Secondly, the issue of judicial inconsistency, unduly long hearings and micro-management he thought should be dealt with by better compulsory judicial training.
Thirdly, the problem of the wide variation in the forms of costs management orders he recommended should be dealt with by a standard form of costs management order.
Fourthly, he thought that the time for filing and exchanging budgets should be increased so that they are lodged 14 days before the CCMC although there must be a discretion for the court to specify a different period.
Fifthly, he was of the view that Precedent H could be improved but he recognised that solicitors had been developing their IT systems for the purpose of completing Precedent H and therefore he did not want to make successive changes.

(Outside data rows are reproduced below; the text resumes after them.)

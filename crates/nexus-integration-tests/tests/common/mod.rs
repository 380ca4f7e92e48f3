//! Shared harness for integration tests.

use std::sync::{Arc, Mutex as StdMutex};
use tokio::sync::Mutex;

use async_trait::async_trait;
use nexus_llm::{
    ContentBlock, LlmProvider, LlmResponse, LlmResult, MessageRequest, StopReason, Usage,
};
use nexus_runtime::{
    AdaptiveReasoningLoop, Conversation, MetricsCollector, ReasoningConfig,
};
use nexus_tools::{LocalTool, LocalToolProvider, ParameterKind, ToolParameter, ToolRegistry, ToolStateManager};

/// Scripted LLM provider that answers by prompt kind.
///
/// Reasoning-component prompts (triage, planning, evaluation) are
/// recognized by their fixed preambles; everything else is treated as
/// an answer-generation call and served from the `answers` queue (the
/// last answer repeats once the queue is dry).
pub struct ScriptedLlm {
    pub analysis: String,
    pub quality: StdMutex<Vec<String>>,
    pub answers: StdMutex<Vec<String>>,
    pub plan: String,
}

impl ScriptedLlm {
    pub fn new(analysis: &str, quality: Vec<&str>, answers: Vec<&str>) -> Self {
        Self {
            analysis: analysis.to_string(),
            // Stored reversed so pop() yields original order
            quality: StdMutex::new(quality.iter().rev().map(|s| (*s).to_string()).collect()),
            answers: StdMutex::new(answers.iter().rev().map(|s| (*s).to_string()).collect()),
            plan: "1. [HIGH] investigate the question".to_string(),
        }
    }

    fn text_response(text: String) -> LlmResponse {
        LlmResponse {
            content: vec![ContentBlock::Text { text }],
            stop_reason: StopReason::EndTurn,
            usage: Usage {
                input_tokens: 10,
                output_tokens: 10,
            },
        }
    }
}

#[async_trait]
impl LlmProvider for ScriptedLlm {
    fn name(&self) -> &str {
        "scripted"
    }

    fn model(&self) -> &str {
        "scripted-1"
    }

    async fn create_message(&self, request: MessageRequest) -> LlmResult<LlmResponse> {
        let prompt = request
            .messages
            .last()
            .map(nexus_llm::Message::text)
            .unwrap_or_default();

        let text = if prompt.contains("query triage system") {
            self.analysis.clone()
        } else if prompt.contains("response quality gate") {
            self.quality
                .lock()
                .expect("lock poisoned")
                .pop()
                .unwrap_or_else(|| {
                    "**Quality Assessment:** SUFFICIENT\n**Confidence Score:** 0.9".to_string()
                })
        } else if prompt.contains("research planner") {
            self.plan.clone()
        } else if prompt.contains("evaluating whether accumulated research") {
            "## Completeness Assessment\nCOMPLETE\n\n## Confidence Score\n0.9".to_string()
        } else {
            let mut answers = self.answers.lock().expect("lock poisoned");
            match answers.len() {
                0 => "default answer".to_string(),
                1 => answers[0].clone(),
                _ => answers.pop().expect("checked non-empty"),
            }
        };

        Ok(Self::text_response(text))
    }
}

/// Analysis response routing to DIRECT.
pub const SIMPLE_ANALYSIS: &str = "\
**Complexity Level:** SIMPLE
**Recommended Strategy:** DIRECT
**Estimated Iterations:** 1
**Confidence:** 0.95
**Reasoning:**
Trivial.";

/// A registry with one local `greet` tool.
pub fn greet_registry() -> Arc<ToolRegistry> {
    let tool = LocalTool::new(
        "greet",
        "Greet someone by name",
        vec![ToolParameter::required("name", ParameterKind::String)],
        |args| Ok(format!("Hello, {}!", args["name"].as_str().unwrap_or("?"))),
    );
    Arc::new(
        ToolRegistry::new(Arc::new(ToolStateManager::new()))
            .with_provider(Arc::new(LocalToolProvider::new(vec![tool]))),
    )
}

/// Build a reasoning loop over a scripted provider and fresh state.
pub fn make_loop(llm: ScriptedLlm) -> (AdaptiveReasoningLoop, Arc<Mutex<Conversation>>) {
    let conversation = Arc::new(Mutex::new(Conversation::default()));
    let reasoning_loop = AdaptiveReasoningLoop::new(
        Arc::new(llm),
        greet_registry(),
        Arc::clone(&conversation),
        ReasoningConfig::default(),
        None,
        Arc::new(MetricsCollector::new()),
    );
    (reasoning_loop, conversation)
}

Sixthly, the problem of delays and backlogs of CCMCs he thought should be tackled by repealing PD 3E which says that courts will generally make a costs management order under rule 3.15 where costs budgets are filed and exchanged. The PD should be replaced with a judicial discretion on whether to make a costs management order and criteria to guide its exercise.
Seventhly, he acknowledged the backlog of clinical negligence cases in London and suggested that all London Clinical negligence cases with CCMCs listed between October 2014 and January 2016 be released from costs management and called in for short old-style CMCs. He thought a similar solution might be required in Birmingham and Manchester.
Eightly, he addressed the issue of incurred costs and the practice of doing as much work before the CCMC in order to shelter costs within the ‘incurred’ column. He did not think that it was appropriate for judges at detailed assessments to treat absence of ‘comment’ on incurred costs as approval. He suggested powers to comment on incurred costs, summarily assess them or set a global figure for any phase to act as an incentive not to put forward excessive incurred costs. In clinical negligence cases he thought that there was a need to introduce pre-action costs management.
Ninthly, Jackson L.J. expressed concern about the increase of court fees introduced in March 2015. He thought they should be disregarded when considering whether a party’s costs are proportionate.
These are just some of the areas touched upon in Jackson L.J.’s speech which can be read in full by following my hyperlink. He ended his talk by arguing that Costs Management was in the public interest. He thought that lawyers disliked it because it meant more work and required us to develop new skills. He predicted that within the next 10 years costs management would be accepted as an entirely normal discipline and people would wonder what all the fuss was about.
For the time being Costs Budgeting is here to stay – but reform is now overwhelmingly likely to occur and we can expect to hear from the Coulson Committee in due course on what form the new rules are likely to take.
The benefits of Costs Management (refered to above)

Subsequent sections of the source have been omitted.